Tally how many lines of these entries hold the string "InvalidSubjectFormat". Return the number alone.

Data –
•••

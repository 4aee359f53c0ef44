//! Mock implementations for testing authentication service

use async_trait::async_trait;
use chrono::Utc;
use std::sync::{Arc, Mutex};
use uuid::Uuid;

use crate::domain::entities::user::User;
use crate::errors::DomainError;
use crate::repositories::{UserLogin, UserRepository};
use crate::services::otp::NotificationSink;

pub struct MockUserRepository {
    pub users: Arc<Mutex<Vec<User>>>,
}

impl MockUserRepository {
    pub fn new() -> Self {
        Self {
            users: Arc::new(Mutex::new(Vec::new())),
        }
    }

    pub fn with_existing_user(user: User) -> Self {
        let repo = Self::new();
        repo.users.lock().unwrap().push(user);
        repo
    }
}

#[async_trait]
impl UserRepository for MockUserRepository {
    async fn find_by_mobile(&self, mobile: &str) -> Result<Option<User>, DomainError> {
        let users = self.users.lock().unwrap();
        Ok(users.iter().find(|u| u.mobile == mobile).cloned())
    }

    async fn find_by_id(&self, id: Uuid) -> Result<Option<User>, DomainError> {
        let users = self.users.lock().unwrap();
        Ok(users.iter().find(|u| u.id == id).cloned())
    }

    async fn upsert_login(&self, mobile: &str) -> Result<UserLogin, DomainError> {
        let mut users = self.users.lock().unwrap();
        if let Some(user) = users.iter_mut().find(|u| u.mobile == mobile) {
            user.record_login(Utc::now());
            return Ok(UserLogin {
                user: user.clone(),
                is_new: false,
            });
        }

        let mut user = User::new(mobile.to_string());
        user.record_login(Utc::now());
        users.push(user.clone());
        Ok(UserLogin { user, is_new: true })
    }

    async fn update(&self, user: User) -> Result<User, DomainError> {
        let mut users = self.users.lock().unwrap();
        match users.iter_mut().find(|u| u.id == user.id) {
            Some(existing) => {
                *existing = user.clone();
                Ok(user)
            }
            None => Err(DomainError::NotFound {
                resource: format!("user {}", user.id),
            }),
        }
    }
}

pub struct MockNotificationSink {
    pub sent: Arc<Mutex<Vec<(String, String)>>>,
    pub should_fail: bool,
}

impl MockNotificationSink {
    pub fn new() -> Self {
        Self {
            sent: Arc::new(Mutex::new(Vec::new())),
            should_fail: false,
        }
    }

    pub fn failing() -> Self {
        Self {
            should_fail: true,
            ..Self::new()
        }
    }

    /// Last code delivered to `mobile`
    pub fn last_code_for(&self, mobile: &str) -> Option<String> {
        self.sent
            .lock()
            .unwrap()
            .iter()
            .rev()
            .find(|(to, _)| to == mobile)
            .map(|(_, code)| code.clone())
    }
}

#[async_trait]
impl NotificationSink for MockNotificationSink {
    async fn send_code(&self, subject: &str, code: &str) -> Result<String, String> {
        self.sent
            .lock()
            .unwrap()
            .push((subject.to_string(), code.to_string()));
        if self.should_fail {
            Err("SMS gateway unavailable".to_string())
        } else {
            Ok(format!("mock-{}", Uuid::new_v4()))
        }
    }
}
use actix_web::{
    http::{header, StatusCode},
    HttpResponse,
};
use validator::ValidationErrors;

use nest_core::errors::{AuthError, DomainError, OtpError, TokenError};
use nest_shared::{error_codes, ErrorResponse};

const INVALID_MOBILE_MESSAGE: &str = "Please enter a valid 10-digit Indian mobile number.";

/// Extension trait for turning an error body into a response
pub trait ErrorResponseExt {
    fn to_response(self, status: StatusCode) -> HttpResponse;
}

impl ErrorResponseExt for ErrorResponse {
    fn to_response(self, status: StatusCode) -> HttpResponse {
        HttpResponse::build(status).json(self)
    }
}

/// HTTP status for a domain error
///
/// Rate limiting is 429; every other OTP outcome is a plain 400.
pub fn status_for(error: &DomainError) -> StatusCode {
    match error {
        DomainError::Otp(OtpError::TooManyRequests { .. }) => StatusCode::TOO_MANY_REQUESTS,
        DomainError::Otp(_) => StatusCode::BAD_REQUEST,
        DomainError::Auth(AuthError::InvalidSubjectFormat { .. }) => StatusCode::BAD_REQUEST,
        DomainError::Auth(AuthError::UserInactive) => StatusCode::FORBIDDEN,
        DomainError::Token(TokenError::TokenExpired | TokenError::InvalidToken) => {
            StatusCode::UNAUTHORIZED
        }
        DomainError::Token(TokenError::TokenGenerationFailed) => StatusCode::INTERNAL_SERVER_ERROR,
        DomainError::Validation { .. } => StatusCode::BAD_REQUEST,
        DomainError::NotFound { .. } => StatusCode::NOT_FOUND,
        DomainError::Internal { .. } => StatusCode::INTERNAL_SERVER_ERROR,
    }
}

/// Handle domain errors and convert them to appropriate HTTP responses
pub fn handle_domain_error(error: DomainError) -> HttpResponse {
    let status = status_for(&error);

    if error.is_internal() {
        tracing::error!(error = %error, event = "request_failed", "Internal error while handling request");
        return ErrorResponse::new(error_codes::INTERNAL_ERROR, "An internal error occurred")
            .to_response(status);
    }

    tracing::info!(
        error_code = error.error_code(),
        status = status.as_u16(),
        event = "request_rejected",
        "{}",
        error
    );

    match error {
        DomainError::Otp(otp_error) => {
            let body = ErrorResponse::new(otp_error.error_code(), otp_error.user_message());
            match otp_error {
                OtpError::TooManyRequests {
                    limit,
                    retry_after_seconds,
                } => HttpResponse::build(status)
                    .insert_header((header::RETRY_AFTER, retry_after_seconds.to_string()))
                    .json(
                        body.add_detail("limit", limit)
                            .add_detail("retry_after_seconds", retry_after_seconds),
                    ),
                OtpError::IncorrectCode { remaining_attempts } => body
                    .add_detail("remaining_attempts", remaining_attempts)
                    .to_response(status),
                _ => body.to_response(status),
            }
        }
        DomainError::Auth(AuthError::InvalidSubjectFormat { .. }) => {
            ErrorResponse::new(error_codes::INVALID_MOBILE, INVALID_MOBILE_MESSAGE)
                .to_response(status)
        }
        DomainError::Auth(AuthError::UserInactive) => ErrorResponse::new(
            error_codes::USER_INACTIVE,
            "This account has been deactivated.",
        )
        .to_response(status),
        DomainError::Token(token_error) => {
            ErrorResponse::new(token_error.error_code(), token_error.to_string())
                .to_response(status)
        }
        DomainError::Validation { message } => {
            ErrorResponse::new(error_codes::VALIDATION_ERROR, message).to_response(status)
        }
        DomainError::NotFound { resource } => {
            ErrorResponse::new(error_codes::NOT_FOUND, format!("{} not found", resource))
                .to_response(status)
        }
        DomainError::Internal { .. } => {
            ErrorResponse::new(error_codes::INTERNAL_ERROR, "An internal error occurred")
                .to_response(status)
        }
    }
}

/// Convert request validation failures into a 400 response
///
/// A bad mobile number gets its own code so clients can highlight the field.
pub fn handle_validation_errors(errors: &ValidationErrors) -> HttpResponse {
    let field_errors = errors.field_errors();

    let (code, message) = if let Some(mobile_errors) = field_errors.get("mobile") {
        (error_codes::INVALID_MOBILE, first_message(mobile_errors))
    } else {
        let message = field_errors
            .values()
            .next()
            .map(|errors| first_message(errors))
            .unwrap_or_else(|| "Invalid request data.".to_string());
        (error_codes::VALIDATION_ERROR, message)
    };

    let mut fields: Vec<String> = field_errors.keys().map(|field| field.to_string()).collect();
    fields.sort_unstable();

    ErrorResponse::new(code, message)
        .add_detail("fields", fields)
        .to_response(StatusCode::BAD_REQUEST)
}

fn first_message(errors: &[validator::ValidationError]) -> String {
    errors
        .first()
        .and_then(|e| e.message.as_ref().map(|m| m.to_string()))
        .unwrap_or_else(|| "Invalid value.".to_string())
}

/// Response for request bodies that fail to deserialize
pub fn malformed_body_response(detail: &str) -> HttpResponse {
    tracing::debug!(detail = detail, event = "malformed_body", "Rejected malformed request body");
    ErrorResponse::new(error_codes::VALIDATION_ERROR, "Invalid request body.")
        .to_response(StatusCode::BAD_REQUEST)
}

•••

Solution below –
2